§ **DATA EXTRACT**:
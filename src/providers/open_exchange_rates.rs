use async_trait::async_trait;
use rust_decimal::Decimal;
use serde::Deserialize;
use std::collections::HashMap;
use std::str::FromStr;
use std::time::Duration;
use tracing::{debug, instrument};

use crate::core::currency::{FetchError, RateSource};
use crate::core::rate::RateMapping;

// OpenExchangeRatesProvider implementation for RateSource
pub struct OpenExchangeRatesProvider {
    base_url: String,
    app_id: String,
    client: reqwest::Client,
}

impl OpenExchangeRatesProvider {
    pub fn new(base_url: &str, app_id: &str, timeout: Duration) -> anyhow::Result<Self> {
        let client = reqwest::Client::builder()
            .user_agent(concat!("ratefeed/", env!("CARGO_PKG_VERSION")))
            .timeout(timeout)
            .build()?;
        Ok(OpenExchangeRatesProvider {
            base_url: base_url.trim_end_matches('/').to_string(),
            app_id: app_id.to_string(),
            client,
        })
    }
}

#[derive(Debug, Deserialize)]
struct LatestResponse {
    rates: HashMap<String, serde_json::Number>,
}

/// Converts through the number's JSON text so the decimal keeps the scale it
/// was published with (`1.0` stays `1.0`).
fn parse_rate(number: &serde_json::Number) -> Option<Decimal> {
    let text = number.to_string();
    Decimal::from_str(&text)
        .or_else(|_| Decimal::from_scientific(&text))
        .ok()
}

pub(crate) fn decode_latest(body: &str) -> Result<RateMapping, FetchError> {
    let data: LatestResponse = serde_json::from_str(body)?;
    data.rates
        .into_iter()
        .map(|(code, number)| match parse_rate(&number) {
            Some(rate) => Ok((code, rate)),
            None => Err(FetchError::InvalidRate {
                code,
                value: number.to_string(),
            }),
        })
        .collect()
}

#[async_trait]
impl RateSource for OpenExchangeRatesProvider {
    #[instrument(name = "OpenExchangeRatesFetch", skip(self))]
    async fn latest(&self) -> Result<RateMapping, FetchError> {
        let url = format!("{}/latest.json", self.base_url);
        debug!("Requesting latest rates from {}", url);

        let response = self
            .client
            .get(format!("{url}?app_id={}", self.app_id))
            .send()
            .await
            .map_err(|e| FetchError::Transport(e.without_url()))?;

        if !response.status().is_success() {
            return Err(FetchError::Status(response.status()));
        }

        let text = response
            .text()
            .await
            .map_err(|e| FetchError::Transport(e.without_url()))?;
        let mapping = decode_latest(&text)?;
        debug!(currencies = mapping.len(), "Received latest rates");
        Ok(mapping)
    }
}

...

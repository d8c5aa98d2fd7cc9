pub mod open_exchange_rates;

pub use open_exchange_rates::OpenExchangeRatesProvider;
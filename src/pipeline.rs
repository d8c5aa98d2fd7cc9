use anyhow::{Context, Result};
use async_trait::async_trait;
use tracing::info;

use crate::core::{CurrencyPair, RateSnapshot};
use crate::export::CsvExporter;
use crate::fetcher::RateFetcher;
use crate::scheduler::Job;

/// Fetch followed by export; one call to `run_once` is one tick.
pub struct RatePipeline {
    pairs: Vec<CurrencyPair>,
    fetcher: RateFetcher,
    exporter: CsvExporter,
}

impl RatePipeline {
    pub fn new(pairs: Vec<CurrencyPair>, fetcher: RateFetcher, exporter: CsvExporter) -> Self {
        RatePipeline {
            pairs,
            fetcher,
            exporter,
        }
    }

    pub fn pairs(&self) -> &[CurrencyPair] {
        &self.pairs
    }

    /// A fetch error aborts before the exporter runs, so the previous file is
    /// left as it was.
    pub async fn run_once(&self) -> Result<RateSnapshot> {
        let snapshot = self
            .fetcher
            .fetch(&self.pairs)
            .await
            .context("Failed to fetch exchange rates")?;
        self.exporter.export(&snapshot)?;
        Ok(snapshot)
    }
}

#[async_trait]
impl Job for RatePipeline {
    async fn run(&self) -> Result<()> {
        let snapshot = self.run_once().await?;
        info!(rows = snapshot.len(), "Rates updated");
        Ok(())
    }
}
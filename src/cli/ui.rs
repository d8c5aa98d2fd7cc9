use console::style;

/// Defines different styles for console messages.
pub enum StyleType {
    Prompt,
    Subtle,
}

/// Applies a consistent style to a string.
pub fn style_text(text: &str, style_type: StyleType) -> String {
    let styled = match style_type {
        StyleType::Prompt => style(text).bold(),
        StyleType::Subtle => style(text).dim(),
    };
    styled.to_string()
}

§ **AIM OF THE EXERCISE**:
Extract every line containing the string "core" from the data above.

§ **YOUR SOLUTION**:
use crate::core::currency::{FetchError, RateSource};
use crate::core::rate::RateMapping;
use crate::core::{CurrencyPair, RateSnapshot};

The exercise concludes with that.